CHP Genel Başkanı Özgür Özel, "Havada tüzük taslakları uçuşuyor. Yalan, yanlış bilgilerle birileri partiyi sosyal medyadan karıştıramayan ya da çıktıkları televizyon programları ile karıştıramayan, iktidara müzahir gazetecilere sözde sızdırdıkları bilgilerle karıştıramayanlar şimdi sahte tüzük taslakları ile çıkıyorlar. Tüzük taslağının Ankara İl Danışma Kurulu’nun görüşü alınmadan şekli verilmiş olabilir mi? Yarın 16.00’da Türkiye'nin dört bir yanından 128 milletvekili gelip tüzüğü konuşmadan tüzüğün bir taslağı oluşmuş olabilir mi? Bazısı ham taslak, bazısı tamamen uydurma" dedi.
CHP Genel Başkanı Özgür Özel, partisinin Yunus Emre Kültür Merkezi'nde düzenlenen Ankara İl Danışma Kurulu toplantısına katıldı. Özel, toplantıda yaptığı konuşmada, tüzük ile ilgili çalışmalarına değinerek, şöyle konuştu:
"Ömrü savaş meydanlarında geçen kurucumuz, kurtarıcımız Gazi Mustafa Kemal Atatürk’ün tüm bu süreçlerin sonunda 20 Nisan 1931’de ülkemize ve partimize, hatta dünya siyasetinde kendisini takip eden ve edecek herkese çizdiği istikamet şudur; Cumhuriyet Halk Fırkası’nın umumi siyasetini şu kısa cümle açıkça ifadeye kafidir zannederim, 'Yurtta sulh, cihanda sulh' ilkesi için çalışıyoruz. Parti olarak aynı istikamette yolumuza devam ediyoruz.
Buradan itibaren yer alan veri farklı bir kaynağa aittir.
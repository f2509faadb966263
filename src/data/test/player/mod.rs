use crate::{data::player::PlayerRepository, model::player::CreatePlayerParams};
use sea_orm::DbErr;
use test_utils::{builder::TestBuilder, factory};

mod assign_team;
mod create;
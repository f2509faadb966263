use crate::{
    data::team::TeamRepository,
    model::team::{CreateTeamParams, UpdateTeamParams},
};
use sea_orm::DbErr;
use test_utils::{builder::TestBuilder, factory};

mod charge_budget;
mod create;
mod get_all_with_conferences;
mod update;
CHP’nin Genel Başkanı seçildiğim günden sonra ilk iş Sosyalist Enternasyonal’in yapılacak seçimlerinde başkan yardımcılığına aday olmak oldu. Dünyadaki sol ve sosyal demokrat, sosyalist partilerin tümünün üye olduğu Sosyalist Enternasyonalde, Avrupa’daki sol ve sosyal demokrat partilerin çatı örgütü Avrupa Sosyalist Partisi’nin toplantılarında, Alman Sosyal Demokratlar'ın kongresinde, nasip olursa eylül ayının sonunda BM marjında, New York’ta yapılacak olan Sosyalist Enternasyonal toplantısında da tekrar edeceğim üzere, dünyadaki 24’ü ülkelerinde iktidarda olan 130 siyasi akrabamıza yazdığım mektupta olduğu üzere, başta Filistin’deki İsrail zulmünün sona erdirilmesi, Ukrayna’daki savaşın sona erdirilmesi, dünyanın neresinde kan akıyorsa, gözyaşı varsa buna en kuvvetli yerden itiraz edilmesiyle ilgili en güçlü inisiyatifi aldık, almaya da devam edeceğiz.
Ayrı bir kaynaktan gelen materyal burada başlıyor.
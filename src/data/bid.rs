//! Bid data repository.
//!
//! Besides plain CRUD, this repository carries the conditional updates the
//! settlement pass relies on: finalizing a winner only while it is still
//! unfinalized, and moving losing or cancelled bids out of `active` without
//! ever touching a terminal row. Callers check the affected-row counts to
//! detect lost races.

use chrono::{DateTime, Utc};
use sea_orm::{
    sea_query::Expr, ActiveModelTrait, ActiveValue, ColumnTrait, ConnectionTrait, DbErr,
    EntityTrait, QueryFilter, QueryOrder,
};

use crate::domain::settlement::BidStatus;
use crate::model::bid::PlaceBidParams;

pub struct BidRepository<'a, C: ConnectionTrait> {
    db: &'a C,
}

impl<'a, C: ConnectionTrait> BidRepository<'a, C> {
    pub fn new(db: &'a C) -> Self {
        Self { db }
    }

    /// Places a new bid in `active` status.
    ///
    /// # Arguments
    /// - `params`: Player, bidding team, amount, and expiry
    ///
    /// # Returns
    /// - `Ok(Model)`: The created bid
    /// - `Err(DbErr)`: Database error (including unknown player or team ids)
    pub async fn create(&self, params: PlaceBidParams) -> Result<entity::bid::Model, DbErr> {
        entity::bid::ActiveModel {
            player_id: ActiveValue::Set(params.player_id),
            team_id: ActiveValue::Set(params.team_id),
            amount: ActiveValue::Set(params.amount),
            expires_at: ActiveValue::Set(params.expires_at),
            status: ActiveValue::Set(BidStatus::Active.as_str().to_string()),
            finalized: ActiveValue::Set(false),
            created_at: ActiveValue::Set(Utc::now()),
            ..Default::default()
        }
        .insert(self.db)
        .await
    }

    /// Gets a bid by ID.
    pub async fn get_by_id(&self, id: i32) -> Result<Option<entity::bid::Model>, DbErr> {
        entity::prelude::Bid::find_by_id(id).one(self.db).await
    }

    /// Gets all active bids for a player, highest amount first.
    pub async fn get_active_by_player(
        &self,
        player_id: i32,
    ) -> Result<Vec<entity::bid::Model>, DbErr> {
        entity::prelude::Bid::find()
            .filter(entity::bid::Column::PlayerId.eq(player_id))
            .filter(entity::bid::Column::Status.eq(BidStatus::Active.as_str()))
            .order_by_desc(entity::bid::Column::Amount)
            .order_by_asc(entity::bid::Column::Id)
            .all(self.db)
            .await
    }

    /// Gets every bid due for settlement: expired, still active, and not
    /// finalized. Ordered by id for deterministic processing.
    ///
    /// # Arguments
    /// - `now`: Settlement pass timestamp; bids expiring exactly now are due
    pub async fn get_due_for_settlement(
        &self,
        now: DateTime<Utc>,
    ) -> Result<Vec<entity::bid::Model>, DbErr> {
        entity::prelude::Bid::find()
            .filter(entity::bid::Column::ExpiresAt.lte(now))
            .filter(entity::bid::Column::Status.eq(BidStatus::Active.as_str()))
            .filter(entity::bid::Column::Finalized.eq(false))
            .order_by_asc(entity::bid::Column::Id)
            .all(self.db)
            .await
    }

    /// Finalizes the winning bid of a settled player.
    ///
    /// The update is conditional on the bid still being active and
    /// unfinalized, which is the guard against two settlement runs awarding
    /// the same player twice: the run whose update affects zero rows lost the
    /// race and must discard its result.
    ///
    /// # Arguments
    /// - `player_id` / `team_id` / `amount`: Identify the winning bid
    ///
    /// # Returns
    /// - `Ok(rows)`: Number of bids finalized (0 means the race was lost)
    /// - `Err(DbErr)`: Database error
    pub async fn finalize_winner(
        &self,
        player_id: i32,
        team_id: i32,
        amount: i64,
    ) -> Result<u64, DbErr> {
        let result = entity::prelude::Bid::update_many()
            .col_expr(
                entity::bid::Column::Status,
                Expr::value(BidStatus::Finalized.as_str()),
            )
            .col_expr(entity::bid::Column::Finalized, Expr::value(true))
            .filter(entity::bid::Column::PlayerId.eq(player_id))
            .filter(entity::bid::Column::TeamId.eq(team_id))
            .filter(entity::bid::Column::Amount.eq(amount))
            .filter(entity::bid::Column::Status.eq(BidStatus::Active.as_str()))
            .filter(entity::bid::Column::Finalized.eq(false))
            .exec(self.db)
            .await?;

        Ok(result.rows_affected)
    }

    /// Marks the given bids as outbid and finalized.
    ///
    /// Bids already in a terminal state are left untouched.
    pub async fn mark_outbid(&self, ids: &[i32]) -> Result<u64, DbErr> {
        if ids.is_empty() {
            return Ok(0);
        }

        let result = entity::prelude::Bid::update_many()
            .col_expr(
                entity::bid::Column::Status,
                Expr::value(BidStatus::Outbid.as_str()),
            )
            .col_expr(entity::bid::Column::Finalized, Expr::value(true))
            .filter(entity::bid::Column::Id.is_in(ids.iter().copied()))
            .filter(entity::bid::Column::Status.eq(BidStatus::Active.as_str()))
            .filter(entity::bid::Column::Finalized.eq(false))
            .exec(self.db)
            .await?;

        Ok(result.rows_affected)
    }

    /// Cancels a bid while it is still active.
    ///
    /// # Returns
    /// - `Ok(1)`: Bid cancelled
    /// - `Ok(0)`: Bid missing or already in a terminal state
    /// - `Err(DbErr)`: Database error
    pub async fn cancel(&self, id: i32) -> Result<u64, DbErr> {
        let result = entity::prelude::Bid::update_many()
            .col_expr(
                entity::bid::Column::Status,
                Expr::value(BidStatus::Cancelled.as_str()),
            )
            .col_expr(entity::bid::Column::Finalized, Expr::value(true))
            .filter(entity::bid::Column::Id.eq(id))
            .filter(entity::bid::Column::Status.eq(BidStatus::Active.as_str()))
            .filter(entity::bid::Column::Finalized.eq(false))
            .exec(self.db)
            .await?;

        Ok(result.rows_affected)
    }
}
Bugün İl Danışma Kurulumuz, tabii partinin tüzüğü gündemiyle toplanıyor, çok kıymetli. Bunu Sayın İl Başkanımızla değerlendirdiğimizde belki bir hafta önce olabilirdi ama özellikle bugüne denk getirmek istedik. Sayın Mansur Başkanımızın daha önceden söz verdiği ama Belediye Meclis çoğunluğumuz olmadığı için ve Valiliğin buna da dayanarak çıkardığı birtakım zorlamalarla, engellemelerle bir türlü bir sözü yerine getiremiyorduk. 31 Mart akşamı hep birlikte Belediye Meclis çoğunluğunu büyük bir farkla kazandıktan sonra 10 Ekim’de, Gar katliamında hayatını kaybedenlerin hayatlarını kaybettiği noktaya bir barış anıtı dikmeye karar verilmişti. O kanlı terör saldırısında hayatını kaybeden 103 vatandaşımızın anısına Sayın Mansur Başkan muhteşem bir anıt hazırlattı. Bu anıtın Dünya Barış Günü’nde açılışını yapalım ve sonra hep birlikte il danışma toplantımıza geçelim diye düşünmüştük. Ancak sadece operasyonel sebeplerle, anıt hazır, kaide hazır ama 'Üzerine bugün oturtulursa sorun olabilir, birkaç haftaya daha ihtiyaç var' dedi heykeltıraş. Biz bunu 10 Ekim’den bir gün önce 9 Ekim günü tüm aileler de Ankara’ya gelmişken, onlarla birlikte yapmaya karar verdik. Ancak Dünya Barış Günü’nde bunun müjdesini verebiliyor olmaktan, Sayın Mansur Başkan'ın, bütün belediye başkanlarımızın, belediye meclis üyelerimizin hem Türkiye’deki teröre karşı ortaya koydukları bu güçlü irade hem de barışa duydukları özlem ve çağrı için kendilerine ve bütün örgütümüze yürekten teşekkür ediyorum.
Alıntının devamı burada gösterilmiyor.